Exercise description >> Search the records below for the string "used", and report each line that contains it.
-- Information provided follows --
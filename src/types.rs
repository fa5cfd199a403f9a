//! Type descriptors and the universe that owns them.
//!
//! Parameter types are described as an explicit graph of `TypeDescriptor`
//! nodes held in an arena and addressed by `TypeId`. Identity-based
//! addressing is what makes self-referential types representable: a
//! composite's constructor parameter may name the composite's own id, and
//! the resolver memoizes per id to terminate on such cycles.

use crate::unit::Constructor;
use std::fmt;

/// Identity of a descriptor within one `TypeUniverse`.
#[derive(Debug, Clone, Copy, PartialEq, Eq, Hash)]
pub struct TypeId(pub usize);

impl fmt::Display for TypeId {
    fn fmt(&self, f: &mut fmt::Formatter<'_>) -> fmt::Result {
        write!(f, "type#{}", self.0)
    }
}

/// Identity of a registered constructor within one `TypeUniverse`.
#[derive(Debug, Clone, Copy, PartialEq, Eq, Hash)]
pub struct ConstructorId(pub usize);

/// The fixed set of elementary kinds the primitive strategy provider must
/// understand.
#[derive(Debug, Clone, Copy, PartialEq, Eq, Hash)]
pub enum PrimitiveKind {
    Integer,
    Float,
    Boolean,
    Text,
    ByteSequence,
    Date,
    Time,
    DateTime,
    Duration,
    Rational,
    NoneType,
}

impl fmt::Display for PrimitiveKind {
    fn fmt(&self, f: &mut fmt::Formatter<'_>) -> fmt::Result {
        let name = match self {
            PrimitiveKind::Integer => "integer",
            PrimitiveKind::Float => "float",
            PrimitiveKind::Boolean => "boolean",
            PrimitiveKind::Text => "text",
            PrimitiveKind::ByteSequence => "byte-sequence",
            PrimitiveKind::Date => "date",
            PrimitiveKind::Time => "time",
            PrimitiveKind::DateTime => "datetime",
            PrimitiveKind::Duration => "duration",
            PrimitiveKind::Rational => "rational",
            PrimitiveKind::NoneType => "none",
        };
        write!(f, "{}", name)
    }
}

/// Semantic description of a declared parameter type.
#[derive(Debug, Clone)]
pub enum TypeDescriptor {
    Primitive(PrimitiveKind),
    Enumeration {
        name: String,
        members: Vec<String>,
    },
    Union(Vec<TypeId>),
    Sequence(TypeId),
    SetOf(TypeId),
    Mapping(TypeId, TypeId),
    Tuple(Vec<TypeId>),
    Optional(TypeId),
    /// User-defined composite type built through its registered constructor.
    Composite {
        name: String,
        constructor: ConstructorId,
    },
    /// Abstract type, resolvable only through its known concrete
    /// implementers.
    Abstract {
        name: String,
        implementers: Vec<TypeId>,
    },
    /// Generic type variable, optionally constrained to a bound type. The
    /// chosen concrete type is fixed per session across all uses of the
    /// same variable name.
    TypeVar {
        name: String,
        bound: Option<TypeId>,
    },
}

impl TypeDescriptor {
    /// Human-readable name used in resolution errors.
    pub fn name(&self) -> String {
        match self {
            TypeDescriptor::Primitive(kind) => kind.to_string(),
            TypeDescriptor::Enumeration { name, .. } => name.clone(),
            TypeDescriptor::Union(_) => "union".to_string(),
            TypeDescriptor::Sequence(_) => "sequence".to_string(),
            TypeDescriptor::SetOf(_) => "set".to_string(),
            TypeDescriptor::Mapping(_, _) => "mapping".to_string(),
            TypeDescriptor::Tuple(_) => "tuple".to_string(),
            TypeDescriptor::Optional(_) => "optional".to_string(),
            TypeDescriptor::Composite { name, .. } => name.clone(),
            TypeDescriptor::Abstract { name, .. } => name.clone(),
            TypeDescriptor::TypeVar { name, .. } => name.clone(),
        }
    }
}

/// Arena of type descriptors plus the constructor registry.
///
/// Descriptors may be declared first and defined later, which is how a
/// cycle is introduced: declare the composite's id, register a constructor
/// whose parameter refers to that id, then define the composite.
#[derive(Default)]
pub struct TypeUniverse {
    descriptors: Vec<Option<TypeDescriptor>>,
    constructors: Vec<Constructor>,
}

impl TypeUniverse {
    pub fn new() -> Self {
        TypeUniverse::default()
    }

    /// Intern a fully-formed descriptor.
    pub fn intern(&mut self, descriptor: TypeDescriptor) -> TypeId {
        self.descriptors.push(Some(descriptor));
        TypeId(self.descriptors.len() - 1)
    }

    pub fn primitive(&mut self, kind: PrimitiveKind) -> TypeId {
        self.intern(TypeDescriptor::Primitive(kind))
    }

    /// Reserve an id for a descriptor defined later (forward reference).
    pub fn declare(&mut self) -> TypeId {
        self.descriptors.push(None);
        TypeId(self.descriptors.len() - 1)
    }

    /// Fill in a previously declared id.
    pub fn define(&mut self, id: TypeId, descriptor: TypeDescriptor) {
        self.descriptors[id.0] = Some(descriptor);
    }

    pub fn get(&self, id: TypeId) -> Option<&TypeDescriptor> {
        self.descriptors.get(id.0).and_then(|d| d.as_ref())
    }

    pub fn register_constructor(&mut self, constructor: Constructor) -> ConstructorId {
        self.constructors.push(constructor);
        ConstructorId(self.constructors.len() - 1)
    }

    pub fn constructor(&self, id: ConstructorId) -> &Constructor {
        &self.constructors[id.0]
    }

    /// Shorthand: register a constructor and intern the composite that
    /// uses it, in one step.
    pub fn composite(&mut self, constructor: Constructor) -> TypeId {
        let name = constructor.type_name.clone();
        let cid = self.register_constructor(constructor);
        self.intern(TypeDescriptor::Composite {
            name,
            constructor: cid,
        })
    }
}
//! Injected records describing the unit under test.
//!
//! The core never loads modules or reflects over a live runtime; a
//! language-appropriate front end supplies an explicit listing of
//! callables with their signatures, source spans and precondition chains.

use crate::contracts::{ArgMap, PreconditionChain};
use crate::types::TypeId;
use crate::value::Value;
use std::fmt;
use std::rc::Rc;

/// One declared parameter of a callable or constructor.
///
/// `ty` is `None` when the source carried no resolvable type annotation,
/// which is a resolution error for required parameters.
#[derive(Debug, Clone)]
pub struct Param {
    pub name: String,
    pub ty: Option<TypeId>,
}

impl Param {
    pub fn typed(name: impl Into<String>, ty: TypeId) -> Self {
        Param {
            name: name.into(),
            ty: Some(ty),
        }
    }

    pub fn untyped(name: impl Into<String>) -> Self {
        Param {
            name: name.into(),
            ty: None,
        }
    }
}

/// Constructor of a user-defined composite type.
///
/// Carries its own precondition chain: synthesis of an instance is gated
/// by this chain exactly like a tested call would be.
#[derive(Clone)]
pub struct Constructor {
    pub type_name: String,
    pub params: Vec<Param>,
    pub preconditions: PreconditionChain,
    build: Rc<dyn Fn(&ArgMap) -> Value>,
}

impl Constructor {
    pub fn new(
        type_name: impl Into<String>,
        params: Vec<Param>,
        preconditions: PreconditionChain,
        build: impl Fn(&ArgMap) -> Value + 'static,
    ) -> Self {
        Constructor {
            type_name: type_name.into(),
            params,
            preconditions,
            build: Rc::new(build),
        }
    }

    /// The common case: instantiation stores the accepted arguments as the
    /// instance fields, in declaration order.
    pub fn record(
        type_name: impl Into<String>,
        params: Vec<Param>,
        preconditions: PreconditionChain,
    ) -> Self {
        let type_name = type_name.into();
        let field_names: Vec<String> = params.iter().map(|p| p.name.clone()).collect();
        let instance_name = type_name.clone();
        Constructor {
            type_name,
            params,
            preconditions,
            build: Rc::new(move |bound: &ArgMap| Value::Instance {
                type_name: instance_name.clone(),
                fields: field_names
                    .iter()
                    .filter_map(|n| bound.get(n).map(|v| (n.clone(), v.clone())))
                    .collect(),
            }),
        }
    }

    pub fn instantiate(&self, bound: &ArgMap) -> Value {
        (self.build)(bound)
    }
}

impl fmt::Debug for Constructor {
    fn fmt(&self, f: &mut fmt::Formatter<'_>) -> fmt::Result {
        f.debug_struct("Constructor")
            .field("type_name", &self.type_name)
            .field("params", &self.params)
            .finish()
    }
}

/// A discovered callable of the unit under test.
#[derive(Clone)]
pub struct CallableRecord {
    pub name: String,
    /// Source span, 1-indexed and inclusive, covering the whole definition
    /// rather than just the signature line.
    pub first_row: usize,
    pub last_row: usize,
    pub params: Vec<Param>,
    /// Derived once per callable, including the inherited levels.
    pub preconditions: PreconditionChain,
    body: Rc<dyn Fn(&ArgMap) -> Result<(), String>>,
}

impl CallableRecord {
    pub fn new(
        name: impl Into<String>,
        span: (usize, usize),
        params: Vec<Param>,
        preconditions: PreconditionChain,
        body: impl Fn(&ArgMap) -> Result<(), String> + 'static,
    ) -> Self {
        CallableRecord {
            name: name.into(),
            first_row: span.0,
            last_row: span.1,
            params,
            preconditions,
            body: Rc::new(body),
        }
    }

    /// Invoke the callable under test; `Err` carries the failure message
    /// raised by the callable or its postconditions.
    pub fn invoke(&self, bound: &ArgMap) -> Result<(), String> {
        (self.body)(bound)
    }
}

impl fmt::Debug for CallableRecord {
    fn fmt(&self, f: &mut fmt::Formatter<'_>) -> fmt::Result {
        f.debug_struct("CallableRecord")
            .field("name", &self.name)
            .field("span", &(self.first_row, self.last_row))
            .field("params", &self.params)
            .finish()
    }
}

/// The unit under test: its raw source text (used for directive scanning)
/// plus the injected callable listing.
#[derive(Debug, Clone, Default)]
pub struct SourceUnit {
    pub source: String,
    pub callables: Vec<CallableRecord>,
}

impl SourceUnit {
    pub fn new(source: impl Into<String>, callables: Vec<CallableRecord>) -> Self {
        SourceUnit {
            source: source.into(),
            callables,
        }
    }

    pub fn callable(&self, name: &str) -> Option<&CallableRecord> {
        self.callables.iter().find(|c| c.name == name)
    }
}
-- Information provided concluded --
Solution to this exercise >>
    /// Human-readable name used in resolution errors.
/// The unit under test: its raw source text (used for directive scanning)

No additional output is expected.